Stored items
########################################
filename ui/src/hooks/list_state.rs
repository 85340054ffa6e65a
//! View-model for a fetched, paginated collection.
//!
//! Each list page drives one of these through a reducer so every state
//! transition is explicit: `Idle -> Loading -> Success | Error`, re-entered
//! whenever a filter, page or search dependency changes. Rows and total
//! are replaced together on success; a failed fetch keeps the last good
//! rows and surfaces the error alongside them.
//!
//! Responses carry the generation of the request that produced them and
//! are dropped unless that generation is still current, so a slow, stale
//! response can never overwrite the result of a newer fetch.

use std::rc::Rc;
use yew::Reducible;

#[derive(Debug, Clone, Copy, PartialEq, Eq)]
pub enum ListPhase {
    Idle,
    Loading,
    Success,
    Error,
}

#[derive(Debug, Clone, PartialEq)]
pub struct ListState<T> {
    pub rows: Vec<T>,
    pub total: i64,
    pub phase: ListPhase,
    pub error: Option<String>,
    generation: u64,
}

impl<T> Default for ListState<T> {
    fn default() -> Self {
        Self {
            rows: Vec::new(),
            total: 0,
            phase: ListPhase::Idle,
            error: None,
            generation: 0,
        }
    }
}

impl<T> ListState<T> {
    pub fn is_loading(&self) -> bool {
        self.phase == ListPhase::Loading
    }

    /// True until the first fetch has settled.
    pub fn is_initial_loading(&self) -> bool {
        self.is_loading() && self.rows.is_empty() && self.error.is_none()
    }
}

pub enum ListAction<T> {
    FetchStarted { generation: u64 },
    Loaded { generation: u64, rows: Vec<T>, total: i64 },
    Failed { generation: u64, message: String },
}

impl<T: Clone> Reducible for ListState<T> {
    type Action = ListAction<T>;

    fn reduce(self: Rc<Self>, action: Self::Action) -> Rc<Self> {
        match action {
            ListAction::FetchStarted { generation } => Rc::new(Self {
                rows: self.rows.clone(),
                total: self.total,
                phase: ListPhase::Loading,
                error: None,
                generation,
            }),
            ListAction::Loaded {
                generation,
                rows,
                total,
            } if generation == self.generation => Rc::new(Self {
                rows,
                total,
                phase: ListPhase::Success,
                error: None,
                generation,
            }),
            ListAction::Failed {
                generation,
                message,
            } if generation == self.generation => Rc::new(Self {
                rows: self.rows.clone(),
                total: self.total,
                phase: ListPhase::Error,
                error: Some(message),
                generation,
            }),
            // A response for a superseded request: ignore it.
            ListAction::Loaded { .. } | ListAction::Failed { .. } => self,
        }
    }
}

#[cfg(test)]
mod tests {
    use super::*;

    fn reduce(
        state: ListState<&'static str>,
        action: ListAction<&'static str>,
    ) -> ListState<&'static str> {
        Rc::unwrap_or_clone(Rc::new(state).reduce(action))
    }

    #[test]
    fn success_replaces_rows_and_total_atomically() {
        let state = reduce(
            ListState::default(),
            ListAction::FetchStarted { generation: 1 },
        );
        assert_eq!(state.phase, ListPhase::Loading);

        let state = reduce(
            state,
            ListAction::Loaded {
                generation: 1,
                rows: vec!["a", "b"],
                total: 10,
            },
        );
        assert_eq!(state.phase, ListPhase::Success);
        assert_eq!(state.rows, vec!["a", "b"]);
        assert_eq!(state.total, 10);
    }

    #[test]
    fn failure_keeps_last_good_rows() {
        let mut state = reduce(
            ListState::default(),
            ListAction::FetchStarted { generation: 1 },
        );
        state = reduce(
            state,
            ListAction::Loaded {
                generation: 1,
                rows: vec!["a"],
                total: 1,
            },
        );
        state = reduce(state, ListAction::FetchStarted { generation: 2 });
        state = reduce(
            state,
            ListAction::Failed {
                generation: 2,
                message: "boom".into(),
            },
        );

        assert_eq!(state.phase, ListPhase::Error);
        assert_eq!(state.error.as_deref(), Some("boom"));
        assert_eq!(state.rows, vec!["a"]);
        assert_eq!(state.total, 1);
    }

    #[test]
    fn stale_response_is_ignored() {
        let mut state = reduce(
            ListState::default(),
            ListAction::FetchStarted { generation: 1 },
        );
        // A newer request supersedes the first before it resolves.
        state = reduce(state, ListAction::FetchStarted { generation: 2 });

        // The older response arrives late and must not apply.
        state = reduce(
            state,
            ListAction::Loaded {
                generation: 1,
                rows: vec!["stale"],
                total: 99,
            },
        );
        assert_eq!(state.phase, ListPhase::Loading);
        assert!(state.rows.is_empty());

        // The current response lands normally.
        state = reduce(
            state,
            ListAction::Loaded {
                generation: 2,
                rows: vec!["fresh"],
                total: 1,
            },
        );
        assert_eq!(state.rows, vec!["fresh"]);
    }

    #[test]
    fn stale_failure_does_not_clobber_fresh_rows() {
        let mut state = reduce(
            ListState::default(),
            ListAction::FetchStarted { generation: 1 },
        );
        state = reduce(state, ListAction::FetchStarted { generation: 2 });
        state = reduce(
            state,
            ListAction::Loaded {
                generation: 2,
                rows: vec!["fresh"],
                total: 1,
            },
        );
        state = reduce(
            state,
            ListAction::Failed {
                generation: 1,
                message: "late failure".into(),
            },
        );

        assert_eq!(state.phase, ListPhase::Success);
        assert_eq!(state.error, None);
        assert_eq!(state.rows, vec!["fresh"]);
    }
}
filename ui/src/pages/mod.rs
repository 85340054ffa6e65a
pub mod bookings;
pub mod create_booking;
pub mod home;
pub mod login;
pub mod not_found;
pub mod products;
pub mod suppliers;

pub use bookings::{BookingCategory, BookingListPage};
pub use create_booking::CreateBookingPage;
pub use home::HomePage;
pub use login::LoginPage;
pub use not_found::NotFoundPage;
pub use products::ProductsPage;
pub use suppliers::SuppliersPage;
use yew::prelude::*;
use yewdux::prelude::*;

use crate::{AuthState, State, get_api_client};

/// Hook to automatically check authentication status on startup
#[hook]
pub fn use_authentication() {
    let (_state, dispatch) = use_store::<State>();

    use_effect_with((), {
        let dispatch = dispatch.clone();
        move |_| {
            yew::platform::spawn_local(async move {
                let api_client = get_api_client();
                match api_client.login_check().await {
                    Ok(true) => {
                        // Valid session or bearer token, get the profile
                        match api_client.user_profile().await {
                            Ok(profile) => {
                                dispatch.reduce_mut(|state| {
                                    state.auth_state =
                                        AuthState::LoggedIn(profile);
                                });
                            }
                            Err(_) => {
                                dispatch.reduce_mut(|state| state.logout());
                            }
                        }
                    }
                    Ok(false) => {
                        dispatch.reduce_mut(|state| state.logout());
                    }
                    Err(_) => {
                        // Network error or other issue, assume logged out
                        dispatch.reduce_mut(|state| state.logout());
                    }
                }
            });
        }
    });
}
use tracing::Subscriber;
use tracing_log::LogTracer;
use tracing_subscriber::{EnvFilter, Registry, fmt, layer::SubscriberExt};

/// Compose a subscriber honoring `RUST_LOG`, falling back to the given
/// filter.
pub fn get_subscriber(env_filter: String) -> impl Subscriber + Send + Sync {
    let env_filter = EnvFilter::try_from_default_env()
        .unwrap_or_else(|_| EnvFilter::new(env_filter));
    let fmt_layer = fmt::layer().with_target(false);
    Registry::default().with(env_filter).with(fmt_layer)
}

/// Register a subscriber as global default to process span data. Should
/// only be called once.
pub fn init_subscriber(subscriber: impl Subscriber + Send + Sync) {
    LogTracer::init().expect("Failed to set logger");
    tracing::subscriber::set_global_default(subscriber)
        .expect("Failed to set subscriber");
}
########################################
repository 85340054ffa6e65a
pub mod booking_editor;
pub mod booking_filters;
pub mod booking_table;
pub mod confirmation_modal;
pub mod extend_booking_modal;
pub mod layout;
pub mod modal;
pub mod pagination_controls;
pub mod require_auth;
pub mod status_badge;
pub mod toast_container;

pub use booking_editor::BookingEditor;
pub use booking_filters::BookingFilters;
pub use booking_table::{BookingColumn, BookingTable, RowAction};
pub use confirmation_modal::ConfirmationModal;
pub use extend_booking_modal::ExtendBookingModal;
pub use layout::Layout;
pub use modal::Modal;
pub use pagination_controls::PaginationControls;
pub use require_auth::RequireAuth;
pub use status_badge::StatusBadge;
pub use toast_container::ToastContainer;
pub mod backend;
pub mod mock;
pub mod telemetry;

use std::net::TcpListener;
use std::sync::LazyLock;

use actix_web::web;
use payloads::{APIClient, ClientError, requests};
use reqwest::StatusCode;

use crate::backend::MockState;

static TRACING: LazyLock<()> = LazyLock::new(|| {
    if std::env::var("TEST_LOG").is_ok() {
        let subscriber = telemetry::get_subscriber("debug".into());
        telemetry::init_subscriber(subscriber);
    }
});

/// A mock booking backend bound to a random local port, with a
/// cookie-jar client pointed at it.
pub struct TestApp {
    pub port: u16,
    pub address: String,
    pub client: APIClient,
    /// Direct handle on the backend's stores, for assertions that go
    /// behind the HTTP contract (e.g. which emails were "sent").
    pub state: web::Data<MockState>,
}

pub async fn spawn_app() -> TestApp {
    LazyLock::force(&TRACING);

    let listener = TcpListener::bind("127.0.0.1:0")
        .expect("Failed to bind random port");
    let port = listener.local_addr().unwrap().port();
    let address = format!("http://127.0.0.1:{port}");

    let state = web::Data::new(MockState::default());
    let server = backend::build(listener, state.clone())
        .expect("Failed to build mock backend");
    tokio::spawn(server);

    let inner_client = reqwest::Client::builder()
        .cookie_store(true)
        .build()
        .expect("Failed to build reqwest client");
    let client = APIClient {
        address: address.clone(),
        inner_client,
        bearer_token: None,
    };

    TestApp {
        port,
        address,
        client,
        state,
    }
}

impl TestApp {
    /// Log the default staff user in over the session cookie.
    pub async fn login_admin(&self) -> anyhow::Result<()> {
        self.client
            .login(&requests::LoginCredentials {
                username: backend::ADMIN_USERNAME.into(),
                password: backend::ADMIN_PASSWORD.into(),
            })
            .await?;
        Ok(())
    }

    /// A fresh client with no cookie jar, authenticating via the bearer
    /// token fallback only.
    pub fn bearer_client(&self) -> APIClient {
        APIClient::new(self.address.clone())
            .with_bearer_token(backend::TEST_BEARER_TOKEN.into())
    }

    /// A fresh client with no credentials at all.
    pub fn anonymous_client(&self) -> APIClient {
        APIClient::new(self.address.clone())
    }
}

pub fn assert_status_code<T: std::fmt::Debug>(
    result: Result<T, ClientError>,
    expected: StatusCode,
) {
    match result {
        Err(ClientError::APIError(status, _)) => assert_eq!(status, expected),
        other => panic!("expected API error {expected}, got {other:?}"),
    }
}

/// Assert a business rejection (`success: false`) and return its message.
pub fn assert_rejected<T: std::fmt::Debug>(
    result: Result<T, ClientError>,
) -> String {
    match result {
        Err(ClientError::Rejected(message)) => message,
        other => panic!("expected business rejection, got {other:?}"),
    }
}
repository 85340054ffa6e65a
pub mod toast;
########################################
- Task item
Return, word for word, the lines of the data above from the line with "pub mod login;" through the line with "let api_client = get_api_client();", inclusive.

- Exercise solution
pub mod login;
pub mod not_found;
pub mod products;
pub mod suppliers;

pub use bookings::{BookingCategory, BookingListPage};
pub use create_booking::CreateBookingPage;
pub use home::HomePage;
pub use login::LoginPage;
pub use not_found::NotFoundPage;
pub use products::ProductsPage;
pub use suppliers::SuppliersPage;
use yew::prelude::*;
use yewdux::prelude::*;

use crate::{AuthState, State, get_api_client};

/// Hook to automatically check authentication status on startup
#[hook]
pub fn use_authentication() {
    let (_state, dispatch) = use_store::<State>();

    use_effect_with((), {
        let dispatch = dispatch.clone();
        move |_| {
            yew::platform::spawn_local(async move {
                let api_client = get_api_client();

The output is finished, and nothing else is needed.